#### ACTION ITEM
Copy out all of the records, exactly as they appear.

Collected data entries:
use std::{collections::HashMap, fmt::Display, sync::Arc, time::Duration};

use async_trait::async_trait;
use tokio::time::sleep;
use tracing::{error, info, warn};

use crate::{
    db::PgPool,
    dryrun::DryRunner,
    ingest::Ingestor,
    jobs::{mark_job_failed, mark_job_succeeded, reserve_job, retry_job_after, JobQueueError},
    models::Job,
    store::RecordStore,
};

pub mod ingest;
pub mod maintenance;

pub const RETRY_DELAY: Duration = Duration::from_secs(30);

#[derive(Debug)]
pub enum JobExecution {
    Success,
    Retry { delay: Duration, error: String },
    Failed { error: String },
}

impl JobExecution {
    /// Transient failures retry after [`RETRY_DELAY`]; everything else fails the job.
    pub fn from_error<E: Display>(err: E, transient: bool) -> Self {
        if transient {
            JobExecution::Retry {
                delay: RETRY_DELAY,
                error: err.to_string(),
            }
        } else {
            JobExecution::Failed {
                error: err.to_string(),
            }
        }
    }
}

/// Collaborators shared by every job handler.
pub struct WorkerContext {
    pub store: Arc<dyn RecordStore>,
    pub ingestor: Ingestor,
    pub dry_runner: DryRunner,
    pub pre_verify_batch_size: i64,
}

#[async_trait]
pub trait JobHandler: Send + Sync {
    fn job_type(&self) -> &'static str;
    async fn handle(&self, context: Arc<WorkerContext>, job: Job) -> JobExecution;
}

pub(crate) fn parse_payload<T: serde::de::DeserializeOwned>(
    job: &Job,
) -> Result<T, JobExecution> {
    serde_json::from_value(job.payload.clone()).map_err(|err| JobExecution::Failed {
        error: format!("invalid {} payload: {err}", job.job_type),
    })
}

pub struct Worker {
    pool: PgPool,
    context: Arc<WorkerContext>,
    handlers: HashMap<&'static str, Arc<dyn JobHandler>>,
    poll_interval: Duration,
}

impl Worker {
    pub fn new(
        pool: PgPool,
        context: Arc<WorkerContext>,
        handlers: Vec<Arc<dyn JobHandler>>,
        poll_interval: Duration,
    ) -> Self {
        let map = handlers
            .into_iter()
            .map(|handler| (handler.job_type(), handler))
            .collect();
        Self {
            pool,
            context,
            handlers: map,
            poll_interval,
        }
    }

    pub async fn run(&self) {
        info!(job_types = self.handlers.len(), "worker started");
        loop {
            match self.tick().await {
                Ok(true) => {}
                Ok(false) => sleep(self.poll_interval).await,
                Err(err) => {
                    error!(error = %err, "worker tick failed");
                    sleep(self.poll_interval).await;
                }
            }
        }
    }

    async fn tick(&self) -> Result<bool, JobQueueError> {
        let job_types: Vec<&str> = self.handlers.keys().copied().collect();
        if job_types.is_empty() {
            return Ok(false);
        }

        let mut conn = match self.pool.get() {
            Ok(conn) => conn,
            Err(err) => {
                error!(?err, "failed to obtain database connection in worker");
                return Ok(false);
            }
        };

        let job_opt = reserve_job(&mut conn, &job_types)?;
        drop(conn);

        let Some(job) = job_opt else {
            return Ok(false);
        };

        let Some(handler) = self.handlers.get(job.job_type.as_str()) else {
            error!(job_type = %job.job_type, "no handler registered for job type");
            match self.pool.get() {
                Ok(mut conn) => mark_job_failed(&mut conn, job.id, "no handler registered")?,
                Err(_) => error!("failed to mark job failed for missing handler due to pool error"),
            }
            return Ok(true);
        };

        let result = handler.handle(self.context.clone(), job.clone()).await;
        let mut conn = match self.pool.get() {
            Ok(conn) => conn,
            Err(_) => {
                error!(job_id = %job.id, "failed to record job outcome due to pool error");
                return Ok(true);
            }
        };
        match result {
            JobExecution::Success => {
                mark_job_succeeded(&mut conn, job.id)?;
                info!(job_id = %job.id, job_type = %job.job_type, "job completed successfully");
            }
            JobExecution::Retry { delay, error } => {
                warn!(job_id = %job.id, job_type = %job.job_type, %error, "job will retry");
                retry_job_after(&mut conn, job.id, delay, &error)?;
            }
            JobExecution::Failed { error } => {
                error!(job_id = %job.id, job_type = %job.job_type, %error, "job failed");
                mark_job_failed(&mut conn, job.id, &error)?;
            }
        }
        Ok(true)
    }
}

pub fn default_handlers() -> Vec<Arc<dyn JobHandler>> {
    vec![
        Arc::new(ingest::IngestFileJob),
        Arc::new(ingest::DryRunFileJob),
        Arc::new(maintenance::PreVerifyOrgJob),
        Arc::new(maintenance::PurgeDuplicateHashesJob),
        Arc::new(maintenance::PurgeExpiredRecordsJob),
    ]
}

#### FINISHED TASK
use std::{collections::HashMap, fmt::Display, sync::Arc, time::Duration};

use async_trait::async_trait;
use tokio::time::sleep;
use tracing::{error, info, warn};

use crate::{
    db::PgPool,
    dryrun::DryRunner,
    ingest::Ingestor,
    jobs::{mark_job_failed, mark_job_succeeded, reserve_job, retry_job_after, JobQueueError},
    models::Job,
    store::RecordStore,
};

pub mod ingest;
pub mod maintenance;

pub const RETRY_DELAY: Duration = Duration::from_secs(30);

#[derive(Debug)]
pub enum JobExecution {
    Success,
    Retry { delay: Duration, error: String },
    Failed { error: String },
}

impl JobExecution {
    /// Transient failures retry after [`RETRY_DELAY`]; everything else fails the job.
    pub fn from_error<E: Display>(err: E, transient: bool) -> Self {
        if transient {
            JobExecution::Retry {
                delay: RETRY_DELAY,
                error: err.to_string(),
            }
        } else {
            JobExecution::Failed {
                error: err.to_string(),
            }
        }
    }
}

/// Collaborators shared by every job handler.
pub struct WorkerContext {
    pub store: Arc<dyn RecordStore>,
    pub ingestor: Ingestor,
    pub dry_runner: DryRunner,
    pub pre_verify_batch_size: i64,
}

#[async_trait]
pub trait JobHandler: Send + Sync {
    fn job_type(&self) -> &'static str;
    async fn handle(&self, context: Arc<WorkerContext>, job: Job) -> JobExecution;
}

pub(crate) fn parse_payload<T: serde::de::DeserializeOwned>(
    job: &Job,
) -> Result<T, JobExecution> {
    serde_json::from_value(job.payload.clone()).map_err(|err| JobExecution::Failed {
        error: format!("invalid {} payload: {err}", job.job_type),
    })
}

pub struct Worker {
    pool: PgPool,
    context: Arc<WorkerContext>,
    handlers: HashMap<&'static str, Arc<dyn JobHandler>>,
    poll_interval: Duration,
}

impl Worker {
    pub fn new(
        pool: PgPool,
        context: Arc<WorkerContext>,
        handlers: Vec<Arc<dyn JobHandler>>,
        poll_interval: Duration,
    ) -> Self {
        let map = handlers
            .into_iter()
            .map(|handler| (handler.job_type(), handler))
            .collect();
        Self {
            pool,
            context,
            handlers: map,
            poll_interval,
        }
    }

    pub async fn run(&self) {
        info!(job_types = self.handlers.len(), "worker started");
        loop {
            match self.tick().await {
                Ok(true) => {}
                Ok(false) => sleep(self.poll_interval).await,
                Err(err) => {
                    error!(error = %err, "worker tick failed");
                    sleep(self.poll_interval).await;
                }
            }
        }
    }

    async fn tick(&self) -> Result<bool, JobQueueError> {
        let job_types: Vec<&str> = self.handlers.keys().copied().collect();
        if job_types.is_empty() {
            return Ok(false);
        }

        let mut conn = match self.pool.get() {
            Ok(conn) => conn,
            Err(err) => {
                error!(?err, "failed to obtain database connection in worker");
                return Ok(false);
            }
        };

        let job_opt = reserve_job(&mut conn, &job_types)?;
        drop(conn);

        let Some(job) = job_opt else {
            return Ok(false);
        };

        let Some(handler) = self.handlers.get(job.job_type.as_str()) else {
            error!(job_type = %job.job_type, "no handler registered for job type");
            match self.pool.get() {
                Ok(mut conn) => mark_job_failed(&mut conn, job.id, "no handler registered")?,
                Err(_) => error!("failed to mark job failed for missing handler due to pool error"),
            }
            return Ok(true);
        };

        let result = handler.handle(self.context.clone(), job.clone()).await;
        let mut conn = match self.pool.get() {
            Ok(conn) => conn,
            Err(_) => {
                error!(job_id = %job.id, "failed to record job outcome due to pool error");
                return Ok(true);
            }
        };
        match result {
            JobExecution::Success => {
                mark_job_succeeded(&mut conn, job.id)?;
                info!(job_id = %job.id, job_type = %job.job_type, "job completed successfully");
            }
            JobExecution::Retry { delay, error } => {
                warn!(job_id = %job.id, job_type = %job.job_type, %error, "job will retry");
                retry_job_after(&mut conn, job.id, delay, &error)?;
            }
            JobExecution::Failed { error } => {
                error!(job_id = %job.id, job_type = %job.job_type, %error, "job failed");
                mark_job_failed(&mut conn, job.id, &error)?;
            }
        }
        Ok(true)
    }
}

pub fn default_handlers() -> Vec<Arc<dyn JobHandler>> {
    vec![
        Arc::new(ingest::IngestFileJob),
        Arc::new(ingest::DryRunFileJob),
        Arc::new(maintenance::PreVerifyOrgJob),
        Arc::new(maintenance::PurgeDuplicateHashesJob),
        Arc::new(maintenance::PurgeExpiredRecordsJob),
    ]
}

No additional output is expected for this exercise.